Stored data
_ _ _ _ _
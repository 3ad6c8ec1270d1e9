//! Scheduler - dependency resolution and task selection over a [`TaskList`].
//!
//! All functions are synchronous and operate on a list the caller owns
//! exclusively; the control loop is the only writer.

use serde::Serialize;

use crate::executor::TaskOutput;
use crate::task::{Task, TaskId, TaskList, TaskListStatus, TaskStatus};

/// Whether every dependency of `task` resolves and meets its condition.
///
/// A dependency on an id that is not in `all_tasks` is never satisfied.
pub fn are_dependencies_satisfied(task: &Task, all_tasks: &[Task]) -> bool {
    task.dependencies.iter().all(|dep| {
        match all_tasks.iter().find(|t| t.id == dep.task_id) {
            Some(upstream) => dep.condition.is_satisfied_by(upstream.status),
            None => {
                tracing::warn!(
                    "Task {} depends on missing task {}",
                    task.id,
                    dep.task_id
                );
                false
            }
        }
    })
}

/// Highest-priority Ready task; ties go to the earliest inserted.
///
/// Does not change any status.
pub fn get_next_task(task_list: &TaskList) -> Option<&Task> {
    let next = task_list
        .tasks
        .iter()
        .filter(|t| t.status == TaskStatus::Ready)
        .min_by_key(|t| std::cmp::Reverse(t.priority));

    match next {
        Some(task) => tracing::debug!(
            "Next task: {} ({}) with priority {}",
            task.id,
            task.task_type,
            task.priority
        ),
        None => tracing::debug!("No ready tasks found"),
    }

    next
}

/// Set a task's status, result and error, then promote every Pending
/// dependent whose dependencies are now all satisfied.
///
/// Returns the ids of the tasks that became Ready. Tasks that are already
/// Ready, InProgress or terminal are never touched by the cascade.
pub fn update_task_status(
    task_list: &mut TaskList,
    task_id: &str,
    status: TaskStatus,
    result: Option<TaskOutput>,
    error: Option<String>,
) -> Vec<TaskId> {
    let Some(task) = task_list.get_mut(task_id) else {
        tracing::warn!("Task {} not found", task_id);
        return Vec::new();
    };

    let old_status = task.status;
    task.status = status;
    task.result = result;
    task.error = error;
    task.metadata.touch();
    task_list.touch();

    tracing::info!("Task {} status updated: {} -> {}", task_id, old_status, status);

    promote_dependents_of(task_list, task_id)
}

/// Mark every zero-dependency task Ready and start executing the list.
pub fn initialize_task_list(task_list: &mut TaskList) {
    for task in task_list.tasks.iter_mut() {
        if task.dependencies.is_empty() && task.status == TaskStatus::Pending {
            task.set_status(TaskStatus::Ready);
            tracing::debug!("Task {} initialized as ready", task.id);
        }
    }
    task_list.status = TaskListStatus::Executing;
    task_list.touch();
}

/// Promote every Pending task whose dependencies are satisfied.
///
/// Used after appending tasks and when resuming from a checkpoint.
pub fn refresh_ready(task_list: &mut TaskList) -> Vec<TaskId> {
    let ready: Vec<TaskId> = task_list
        .tasks
        .iter()
        .filter(|t| t.status == TaskStatus::Pending)
        .filter(|t| are_dependencies_satisfied(t, &task_list.tasks))
        .map(|t| t.id.clone())
        .collect();

    for id in &ready {
        if let Some(task) = task_list.get_mut(id) {
            task.set_status(TaskStatus::Ready);
            tracing::info!("Task {} is now ready to execute", id);
        }
    }
    ready
}

/// Take the retry edge: record the error, bump `retry_count` and put the task
/// back to Ready. Dependencies are known satisfied, so it skips Pending.
///
/// Returns false when the task is missing or has no retries left.
pub fn retry_task(task_list: &mut TaskList, task_id: &str, error: impl Into<String>) -> bool {
    let Some(task) = task_list.get_mut(task_id) else {
        return false;
    };

    if !task.metadata.has_retries_left() {
        tracing::warn!("Task {} cannot be retried", task_id);
        return false;
    }

    task.metadata.retry_count += 1;
    task.error = Some(error.into());
    task.result = None;
    task.set_status(TaskStatus::Ready);
    task_list.touch();

    let task = &task_list.tasks.iter().find(|t| t.id == task_id);
    if let Some(task) = task {
        tracing::warn!(
            "Task {} retry {}/{} scheduled",
            task_id,
            task.metadata.retry_count,
            task.metadata.retry_limit()
        );
    }
    true
}

/// Skip a Pending or Ready task and cascade to its dependents.
///
/// Returns the newly Ready dependents, or None if the task cannot be skipped.
pub fn skip_task(task_list: &mut TaskList, task_id: &str) -> Option<Vec<TaskId>> {
    let task = task_list.get_mut(task_id)?;
    if !matches!(task.status, TaskStatus::Pending | TaskStatus::Ready) {
        return None;
    }

    task.set_status(TaskStatus::Skipped);
    task_list.touch();
    tracing::info!("Task {} skipped", task_id);

    Some(promote_dependents_of(task_list, task_id))
}

/// Every task is Completed or Skipped.
pub fn is_all_tasks_completed(task_list: &TaskList) -> bool {
    task_list.tasks.iter().all(|t| t.status.is_done())
}

pub fn has_failed_tasks(task_list: &TaskList) -> bool {
    task_list
        .tasks
        .iter()
        .any(|t| t.status == TaskStatus::Failed)
}

/// Count of tasks per status.
#[derive(Debug, Clone, Default, PartialEq, Eq, Serialize)]
pub struct TaskStatistics {
    pub total: usize,
    pub pending: usize,
    pub ready: usize,
    pub in_progress: usize,
    pub completed: usize,
    pub failed: usize,
    pub skipped: usize,
}

pub fn statistics(task_list: &TaskList) -> TaskStatistics {
    let mut stats = TaskStatistics {
        total: task_list.tasks.len(),
        ..TaskStatistics::default()
    };
    for task in &task_list.tasks {
        match task.status {
            TaskStatus::Pending => stats.pending += 1,
            TaskStatus::Ready => stats.ready += 1,
            TaskStatus::InProgress => stats.in_progress += 1,
            TaskStatus::Completed => stats.completed += 1,
            TaskStatus::Failed => stats.failed += 1,
            TaskStatus::Skipped => stats.skipped += 1,
        }
    }
    stats
}

/// Re-evaluate only the tasks that reference `task_id`.
fn promote_dependents_of(task_list: &mut TaskList, task_id: &str) -> Vec<TaskId> {
    let newly_ready: Vec<TaskId> = task_list
        .tasks
        .iter()
        .filter(|t| t.status == TaskStatus::Pending && t.depends_on(task_id))
        .filter(|t| are_dependencies_satisfied(t, &task_list.tasks))
        .map(|t| t.id.clone())
        .collect();

    for id in &newly_ready {
        if let Some(task) = task_list.get_mut(id) {
            task.set_status(TaskStatus::Ready);
            tracing::info!("Task {} is now ready to execute", id);
        }
    }
    newly_ready
}

#[cfg(test)]
mod tests {
    use super::*;
    use crate::task::{TaskDependency, TaskMetadata, TaskType};

    fn task(id: &str, priority: i32) -> Task {
        let mut t = Task::new(TaskType::Outline, id, priority);
        t.id = id.to_string();
        t
    }

    fn list(tasks: Vec<Task>) -> TaskList {
        TaskList::new("session", "topic", tasks)
    }

    #[test]
    fn test_next_task_picks_highest_priority() {
        let mut tl = list(vec![task("low", 1), task("high", 9), task("mid", 5)]);
        initialize_task_list(&mut tl);
        assert_eq!(get_next_task(&tl).unwrap().id, "high");
        // selection never mutates
        assert_eq!(tl.status_of("high"), Some(TaskStatus::Ready));
    }

    #[test]
    fn test_next_task_ties_go_to_earliest() {
        let mut tl = list(vec![task("first", 5), task("second", 5), task("third", 5)]);
        initialize_task_list(&mut tl);
        assert_eq!(get_next_task(&tl).unwrap().id, "first");

        tl.get_mut("first").unwrap().status = TaskStatus::Completed;
        assert_eq!(get_next_task(&tl).unwrap().id, "second");
    }

    #[test]
    fn test_next_task_none_without_ready() {
        let tl = list(vec![task("a", 1)]);
        assert!(get_next_task(&tl).is_none());
    }

    #[test]
    fn test_initialize_marks_roots_ready() {
        let root = task("root", 10);
        let child = task("child", 10).with_dependency(TaskDependency::success("root"));
        let mut tl = list(vec![root, child]);
        initialize_task_list(&mut tl);

        assert_eq!(tl.status_of("root"), Some(TaskStatus::Ready));
        assert_eq!(tl.status_of("child"), Some(TaskStatus::Pending));
        assert_eq!(tl.status, TaskListStatus::Executing);
    }

    #[test]
    fn test_cascade_promotes_all_unblocked_dependents() {
        let a = task("a", 10);
        let b = task("b", 10).with_dependency(TaskDependency::success("a"));
        let c = task("c", 10).with_dependency(TaskDependency::success("a"));
        let blocked = task("d", 10)
            .with_dependency(TaskDependency::success("a"))
            .with_dependency(TaskDependency::success("c"));
        let mut tl = list(vec![a, b, c, blocked]);
        initialize_task_list(&mut tl);

        let ready = update_task_status(&mut tl, "a", TaskStatus::Completed, None, None);
        assert_eq!(ready, vec!["b".to_string(), "c".to_string()]);
        assert_eq!(tl.status_of("d"), Some(TaskStatus::Pending));

        // idempotent: re-completing promotes nothing new
        let again = update_task_status(&mut tl, "a", TaskStatus::Completed, None, None);
        assert!(again.is_empty());
    }

    #[test]
    fn test_cascade_never_repromotes_in_progress() {
        let a = task("a", 10);
        let b = task("b", 10).with_dependency(TaskDependency::any("a"));
        let mut tl = list(vec![a, b]);
        initialize_task_list(&mut tl);
        tl.get_mut("b").unwrap().status = TaskStatus::InProgress;

        let ready = update_task_status(&mut tl, "a", TaskStatus::Completed, None, None);
        assert!(ready.is_empty());
        assert_eq!(tl.status_of("b"), Some(TaskStatus::InProgress));
    }

    #[test]
    fn test_skipped_upstream_releases_only_any_dependents() {
        let up = task("up", 10);
        let on_any = task("any", 10).with_dependency(TaskDependency::any("up"));
        let on_success = task("success", 10).with_dependency(TaskDependency::success("up"));
        let mut tl = list(vec![up, on_any, on_success]);
        initialize_task_list(&mut tl);

        let ready = update_task_status(&mut tl, "up", TaskStatus::Skipped, None, None);
        assert_eq!(ready, vec!["any".to_string()]);
        assert_eq!(tl.status_of("success"), Some(TaskStatus::Pending));
    }

    #[test]
    fn test_missing_dependency_is_unsatisfied() {
        let t = task("orphan", 1).with_dependency(TaskDependency::any("ghost"));
        let tl = list(vec![t.clone()]);
        assert!(!are_dependencies_satisfied(&t, &tl.tasks));
    }

    #[test]
    fn test_retry_task_respects_limit() {
        let t = task("a", 1).with_metadata(TaskMetadata {
            max_retries: Some(2),
            ..TaskMetadata::default()
        });
        let mut tl = list(vec![t]);

        assert!(retry_task(&mut tl, "a", "boom"));
        assert!(retry_task(&mut tl, "a", "boom"));
        assert!(!retry_task(&mut tl, "a", "boom"));

        let a = tl.get("a").unwrap();
        assert_eq!(a.metadata.retry_count, 2);
        assert_eq!(a.status, TaskStatus::Ready);
        assert_eq!(a.error.as_deref(), Some("boom"));
    }

    #[test]
    fn test_skip_task_only_from_pending_or_ready() {
        let a = task("a", 1);
        let b = task("b", 1).with_dependency(TaskDependency::any("a"));
        let mut tl = list(vec![a, b]);
        initialize_task_list(&mut tl);

        assert_eq!(skip_task(&mut tl, "a"), Some(vec!["b".to_string()]));
        assert_eq!(skip_task(&mut tl, "a"), None);
        assert_eq!(skip_task(&mut tl, "missing"), None);
    }

    #[test]
    fn test_statistics_and_completion() {
        let mut tl = list(vec![task("a", 1), task("b", 1), task("c", 1)]);
        initialize_task_list(&mut tl);
        update_task_status(&mut tl, "a", TaskStatus::Completed, None, None);
        update_task_status(&mut tl, "b", TaskStatus::Skipped, None, Some("x".into()));

        let stats = statistics(&tl);
        assert_eq!(stats.total, 3);
        assert_eq!(stats.completed, 1);
        assert_eq!(stats.skipped, 1);
        assert_eq!(stats.ready, 1);
        assert!(!is_all_tasks_completed(&tl));
        assert!(!has_failed_tasks(&tl));

        update_task_status(&mut tl, "c", TaskStatus::Completed, None, None);
        assert!(is_all_tasks_completed(&tl));
    }
}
_ _ _ _ _
Copy the lines from the start of the data verbatim, stopping after the line containing "that are already".

Result:
repository 3ad6c8ec1270d1e9
//! Scheduler - dependency resolution and task selection over a [`TaskList`].
//!
//! All functions are synchronous and operate on a list the caller owns
//! exclusively; the control loop is the only writer.

use serde::Serialize;

use crate::executor::TaskOutput;
use crate::task::{Task, TaskId, TaskList, TaskListStatus, TaskStatus};

/// Whether every dependency of `task` resolves and meets its condition.
///
/// A dependency on an id that is not in `all_tasks` is never satisfied.
pub fn are_dependencies_satisfied(task: &Task, all_tasks: &[Task]) -> bool {
    task.dependencies.iter().all(|dep| {
        match all_tasks.iter().find(|t| t.id == dep.task_id) {
            Some(upstream) => dep.condition.is_satisfied_by(upstream.status),
            None => {
                tracing::warn!(
                    "Task {} depends on missing task {}",
                    task.id,
                    dep.task_id
                );
                false
            }
        }
    })
}

/// Highest-priority Ready task; ties go to the earliest inserted.
///
/// Does not change any status.
pub fn get_next_task(task_list: &TaskList) -> Option<&Task> {
    let next = task_list
        .tasks
        .iter()
        .filter(|t| t.status == TaskStatus::Ready)
        .min_by_key(|t| std::cmp::Reverse(t.priority));

    match next {
        Some(task) => tracing::debug!(
            "Next task: {} ({}) with priority {}",
            task.id,
            task.task_type,
            task.priority
        ),
        None => tracing::debug!("No ready tasks found"),
    }

    next
}

/// Set a task's status, result and error, then promote every Pending
/// dependent whose dependencies are now all satisfied.
///
/// Returns the ids of the tasks that became Ready. Tasks that are already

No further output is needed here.